The good news is that it’s very rare for babies to arrive without giving their mothers quite a bit of advance warning. Emergency births, where labour progresses very rapidly, are unusual – especially for first-time mums.
Planning ahead and knowing what happens to your body during labour – so that you have plenty of time to act – should give you confidence so that you can continue with your exercise plan right up until labour.
Being prepared for anything
By week 35, you should be ready in case your baby decides they want to introduce themselves to you earlier than expected. This means you must take several precautions when out and about.
Keep your mobile phone charged so that you’re able to contact your partner at any time. They can then, hopefully, come to collect you if necessary, or at least be able to arrange transport for you. You should have more than one emergency contact, and your midwife is likely to be one of them. Make sure all appropriate phone numbers are in your phone.

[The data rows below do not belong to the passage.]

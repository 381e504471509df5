//! RNG module - seeded random number generation for food placement
//!
//! A simple LCG keeps the core crate dependency-free and makes every game
//! reproducible from its seed, which the tests rely on heavily.

/// Simple LCG (Linear Congruential Generator) RNG
/// Uses constants from Numerical Recipes
#[derive(Debug, Clone, PartialEq, Eq)]
pub struct SimpleRng {
    state: u32,
}

impl SimpleRng {
    /// Create a new RNG with the given seed
    pub fn new(seed: u32) -> Self {
        // Avoid 0 seed which would produce all zeros
        let state = if seed == 0 { 1 } else { seed };
        Self { state }
    }

    /// Generate next random u32
    pub fn next_u32(&mut self) -> u32 {
        // LCG formula: (a * state + c) mod m
        // Using Numerical Recipes constants: a=1664525, c=1013904223, m=2^32
        self.state = self.state.wrapping_mul(1664525).wrapping_add(1013904223);
        self.state
    }

    /// Generate random value in range [0, max)
    pub fn next_range(&mut self, max: u32) -> u32 {
        self.next_u32() % max
    }

    /// Get the current RNG state (for restarting a game with the same sequence)
    pub fn state(&self) -> u32 {
        self.state
    }
}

It might sound like a pain, but if possible, it’s a good idea to always have someone with you if you’re out exercising during the last few weeks of pregnancy, so that if things progress fast, they can get help to you quickly.
Keep your car filled with petrol and make sure you know the quickest routes to the hospital from wherever you are. Make sure your hospital bag is somewhere a friend or neighbour can get to it, so that if you go in to labour while out and about, they could go into your home and get the bag for you.

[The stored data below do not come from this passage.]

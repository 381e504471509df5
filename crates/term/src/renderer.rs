//! TerminalRenderer: flushes a framebuffer to a real terminal.
//!
//! This module intentionally keeps the drawing API small. Frames are diffed
//! against the previous frame so a steady game state costs almost nothing to
//! redraw.

use std::io::{self, Write};

use anyhow::Result;

use crossterm::{
    cursor,
    style::{
        Attribute, Color, Print, ResetColor, SetAttribute, SetBackgroundColor, SetForegroundColor,
    },
    terminal, QueueableCommand,
};

use crate::fb::{CellStyle, FrameBuffer, Rgb};

pub struct TerminalRenderer {
    stdout: io::Stdout,
    last: Option<FrameBuffer>,
    buf: Vec<u8>,
}

impl TerminalRenderer {
    pub fn new() -> Self {
        Self {
            stdout: io::stdout(),
            last: None,
            buf: Vec::with_capacity(64 * 1024),
        }
    }

    pub fn enter(&mut self) -> Result<()> {
        terminal::enable_raw_mode()?;
        self.buf.clear();
        self.buf.queue(terminal::EnterAlternateScreen)?;
        self.buf.queue(cursor::Hide)?;
        self.buf.queue(terminal::DisableLineWrap)?;
        self.flush_buf()?;
        Ok(())
    }

    pub fn exit(&mut self) -> Result<()> {
        self.buf.clear();
        self.buf.queue(ResetColor)?;
        self.buf.queue(SetAttribute(Attribute::Reset))?;
        self.buf.queue(terminal::EnableLineWrap)?;
        self.buf.queue(cursor::Show)?;
        self.buf.queue(terminal::LeaveAlternateScreen)?;
        self.flush_buf()?;
        terminal::disable_raw_mode()?;
        Ok(())
    }

    /// Force the next draw to be a full redraw.
    ///
    /// Useful on terminal resize events.
    pub fn invalidate(&mut self) {
        self.last = None;
    }

    /// Draw a framebuffer, swapping it into internal state.
    ///
    /// Callers should keep one `FrameBuffer` and pass it in every frame.
    /// The renderer will diff against the previous frame and then swap buffers
    /// so the caller can reuse the old one without cloning.
    pub fn draw_swap(&mut self, fb: &mut FrameBuffer) -> Result<()> {
        if self.last.is_none() {
            self.last = Some(FrameBuffer::new(fb.width(), fb.height()));
        }

        // Take previous out to avoid borrow conflicts (no cloning).
        let mut prev = self.last.take().unwrap();
        let needs_full = prev.width() != fb.width() || prev.height() != fb.height();

        if needs_full {
            self.buf.clear();
            encode_full_into(fb, &mut self.buf)?;
            self.flush_buf()?;
            prev.resize(fb.width(), fb.height());
        } else {
            self.buf.clear();
            encode_diff_into(&prev, fb, &mut self.buf)?;
            self.flush_buf()?;
        }

        // Swap current into prev so next frame can diff without cloning.
        std::mem::swap(&mut prev, fb);
        self.last = Some(prev);
        Ok(())
    }

    fn flush_buf(&mut self) -> Result<()> {
        self.stdout.write_all(&self.buf)?;
        self.stdout.flush()?;
        Ok(())
    }
}

impl Default for TerminalRenderer {
    fn default() -> Self {
        Self::new()
    }
}

/// Encode a full-frame redraw into `out`.
///
/// This builds a sequence of crossterm commands without writing to stdout.
pub fn encode_full_into(fb: &FrameBuffer, out: &mut Vec<u8>) -> Result<()> {
    out.queue(terminal::Clear(terminal::ClearType::All))?;
    out.queue(cursor::MoveTo(0, 0))?;

    let mut current_style: Option<CellStyle> = None;
    for y in 0..fb.height() {
        for x in 0..fb.width() {
            let cell = fb.get(x, y).unwrap_or_default();
            if current_style != Some(cell.style) {
                apply_style_into(out, cell.style)?;
                current_style = Some(cell.style);
            }
            out.queue(Print(cell.ch))?;
        }
        if y + 1 < fb.height() {
            out.queue(Print("\r\n"))?;
        }
    }

    out.queue(ResetColor)?;
    out.queue(SetAttribute(Attribute::Reset))?;
    Ok(())
}

/// Encode a diff redraw (changed runs) into `out`.
///
/// This builds a sequence of crossterm commands without writing to stdout.
pub fn encode_diff_into(prev: &FrameBuffer, next: &FrameBuffer, out: &mut Vec<u8>) -> Result<()> {
    let mut current_style: Option<CellStyle> = None;

    for_each_changed_run(prev, next, |x, y, len| {
        out.queue(cursor::MoveTo(x, y))?;
        for dx in 0..len {
            let cell = next.get(x + dx, y).unwrap_or_default();
            if current_style != Some(cell.style) {
                apply_style_into(out, cell.style)?;
                current_style = Some(cell.style);
            }
            out.queue(Print(cell.ch))?;
        }
        Ok(())
    })?;

    out.queue(ResetColor)?;
    out.queue(SetAttribute(Attribute::Reset))?;
    Ok(())
}

fn apply_style_into(out: &mut Vec<u8>, style: CellStyle) -> Result<()> {
    out.queue(SetForegroundColor(rgb_to_color(style.fg)))?;
    out.queue(SetBackgroundColor(rgb_to_color(style.bg)))?;
    out.queue(SetAttribute(Attribute::Reset))?;
    if style.bold {
        out.queue(SetAttribute(Attribute::Bold))?;
    }
    if style.dim {
        out.queue(SetAttribute(Attribute::Dim))?;
    }
    Ok(())
}

fn rgb_to_color(rgb: Rgb) -> Color {
    Color::Rgb {
        r: rgb.r,
        g: rgb.g,
        b: rgb.b,
    }
}

fn for_each_changed_run(
    prev: &FrameBuffer,
    next: &FrameBuffer,
    mut f: impl FnMut(u16, u16, u16) -> Result<()>,
) -> Result<()> {
    if prev.width() != next.width() || prev.height() != next.height() {
        // Size changed: treat everything as dirty in a single pass (row runs).
        for y in 0..next.height() {
            f(0, y, next.width())?;
        }
        return Ok(());
    }

    let w = next.width();
    let h = next.height();

    for y in 0..h {
        let mut x = 0;
        while x < w {
            let a = prev.get(x, y).unwrap_or_default();
            let b = next.get(x, y).unwrap_or_default();
            if a == b {
                x += 1;
                continue;
            }

            let start = x;
            x += 1;
            while x < w {
                let a2 = prev.get(x, y).unwrap_or_default();
                let b2 = next.get(x, y).unwrap_or_default();
                if a2 == b2 {
                    break;
                }
                x += 1;
            }
            let len = x - start;
            f(start, y, len)?;
        }
    }

    Ok(())
}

You should also make sure you have your maternity/antenatal notes with you at all times – even if you just go out for a walk.
The signs to look out for
You may worry whether you’ll be able to tell if labour is about to happen. There are three main signs that labour is about to start, and they can occur in any order.

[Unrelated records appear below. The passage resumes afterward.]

//! High-score persistence module.
//!
//! The only durable state in the game is a single non-negative integer: the
//! all-time high score. It is stored as plain text in one file. A missing or
//! unparsable file reads as 0 — persistence being unavailable is never an
//! error, it just means no high score has been recorded yet.

use std::fs;
use std::path::{Path, PathBuf};

use anyhow::{Context, Result};

/// File name used under the default location.
const HIGH_SCORE_FILE: &str = ".tui-snake-highscore";

/// File-backed high-score store.
#[derive(Debug, Clone)]
pub struct HighScoreStore {
    path: PathBuf,
}

impl HighScoreStore {
    pub fn new(path: impl Into<PathBuf>) -> Self {
        Self { path: path.into() }
    }

    /// Store under the user's home directory, falling back to the current
    /// working directory when no home is available.
    pub fn default_path() -> Self {
        let dir = std::env::var_os("HOME")
            .map(PathBuf::from)
            .unwrap_or_else(|| PathBuf::from("."));
        Self::new(dir.join(HIGH_SCORE_FILE))
    }

    pub fn path(&self) -> &Path {
        &self.path
    }

    /// Read the persisted high score.
    ///
    /// Returns 0 when the file is absent, unreadable, or does not contain a
    /// non-negative integer.
    pub fn get(&self) -> u32 {
        fs::read_to_string(&self.path)
            .ok()
            .and_then(|s| s.trim().parse().ok())
            .unwrap_or(0)
    }

    /// Overwrite the persisted high score.
    pub fn set(&self, score: u32) -> Result<()> {
        if let Some(parent) = self.path.parent() {
            if !parent.as_os_str().is_empty() {
                fs::create_dir_all(parent)
                    .with_context(|| format!("creating {}", parent.display()))?;
            }
        }
        fs::write(&self.path, score.to_string())
            .with_context(|| format!("writing {}", self.path.display()))
    }

    /// Record a finished session's score.
    ///
    /// Persists the score only when it beats the stored one; returns the
    /// resulting high score either way. The stored value only ever moves up.
    pub fn record(&self, score: u32) -> Result<u32> {
        let best = self.get();
        if score > best {
            self.set(score)?;
            Ok(score)
        } else {
            Ok(best)
        }
    }
}

#[cfg(test)]
mod tests {
    use super::*;

    /// A store under a unique temp path, cleaned up on drop.
    struct TempStore {
        store: HighScoreStore,
    }

    impl TempStore {
        fn new(tag: &str) -> Self {
            let path = std::env::temp_dir().join(format!(
                "tui-snake-store-test-{}-{}",
                tag,
                std::process::id()
            ));
            let _ = fs::remove_file(&path);
            Self {
                store: HighScoreStore::new(path),
            }
        }
    }

    impl Drop for TempStore {
        fn drop(&mut self) {
            let _ = fs::remove_file(self.store.path());
        }
    }

    #[test]
    fn test_missing_file_reads_as_zero() {
        let t = TempStore::new("missing");
        assert_eq!(t.store.get(), 0);
    }

    #[test]
    fn test_unparsable_file_reads_as_zero() {
        let t = TempStore::new("garbage");
        fs::write(t.store.path(), "not a number").unwrap();
        assert_eq!(t.store.get(), 0);

        fs::write(t.store.path(), "-5").unwrap();
        assert_eq!(t.store.get(), 0);
    }

    #[test]
    fn test_set_then_get_round_trips() {
        let t = TempStore::new("roundtrip");
        t.store.set(42).unwrap();
        assert_eq!(t.store.get(), 42);
    }

    #[test]
    fn test_get_tolerates_trailing_whitespace() {
        let t = TempStore::new("whitespace");
        fs::write(t.store.path(), "17\n").unwrap();
        assert_eq!(t.store.get(), 17);
    }

    #[test]
    fn test_record_only_moves_upward() {
        let t = TempStore::new("record");
        t.store.set(5).unwrap();

        // A session ending with 7 bumps the stored 5 to 7; a later
        // session ending with 3 leaves it at 7.
        assert_eq!(t.store.record(7).unwrap(), 7);
        assert_eq!(t.store.get(), 7);
        assert_eq!(t.store.record(3).unwrap(), 7);
        assert_eq!(t.store.get(), 7);
    }

    #[test]
    fn test_record_on_fresh_store_writes_first_score() {
        let t = TempStore::new("fresh");
        assert_eq!(t.store.record(1).unwrap(), 1);
        assert_eq!(t.store.get(), 1);
    }
}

A show – The protective plug that seals the cervix at the neck of the uterus may come away and pass down the vagina. It can appear as a blob of pink-tinged mucus.
Your waters break – This can result in either a trickle or a gush of clear fluid from your vagina. Your waters may break hours before labour starts or when labour is already established. Your waters breaking can happen during exercise, such as when doing pelvic tilts on an exercise ball, but it is important not to panic and, whatever you do, focus on getting either home or to hospital and not on clearing up.
Contractions – During the first stage of labour, early contractions are mild and infrequent, becoming stronger and coming closer together to dilate the cervix to 10cm (which is when the second stage of labour, or ‘the pushing stage’, begins).
Some women may feel sick at the early onset of labour or may possibly experience diarrhoea. Therefore, it’s important to drink plenty of fluids (always have a water bottle with you) and that you have something to eat to give yourself plenty of energy.
If you start to experience pains similar to period pain while exercising after 37 weeks, it’s always a good idea to stop and just monitor yourself for a while to see if the pains are regular and gradually getting stronger. Don’t exercise through the pain (you should never do that in pregnancy), but if the pains stop completely, then there’s no reason why you shouldn’t continue with gentle exercise as long as all painful sensation has gone.
When to go to the hospital
When regular contractions are coming at around three every ten minutes and each contraction is strong, lasting about 60 seconds it’s probably time to be thinking about a trip to hospital. However, if you live some distance away from the hospital, if it’s rush hour, or if this isn’t your first baby (subsequent births tend to progress a lot faster), leave sooner to make sure you’ve got plenty of time to get there.
If you find yourself away from home and away from your own hospital, just go to the nearest one. Take your maternity notes and this will help medical staff understand the progression of your pregnancy. If you have to be away from home near your due date, always take your notes and packed hospital bag with you.
How can I control panic?
Once you have learned what the signs of labour are and your hospital bag is packed, hopefully, this can help you to feel more relaxed. But it’s easy to feel panicked if you’re on your own or away from home and feel your contractions getting heavier.
If this happens to you, your breathing techniques can help to control anxiety. Deep breathing and calm focusing will help you cope with contractions and promote the release of oxytocin, the hormone that helps labour progress smoothly.
As long as you’re well-prepared and know what to look out for, then there is no reason to worry about going into labour while exercising.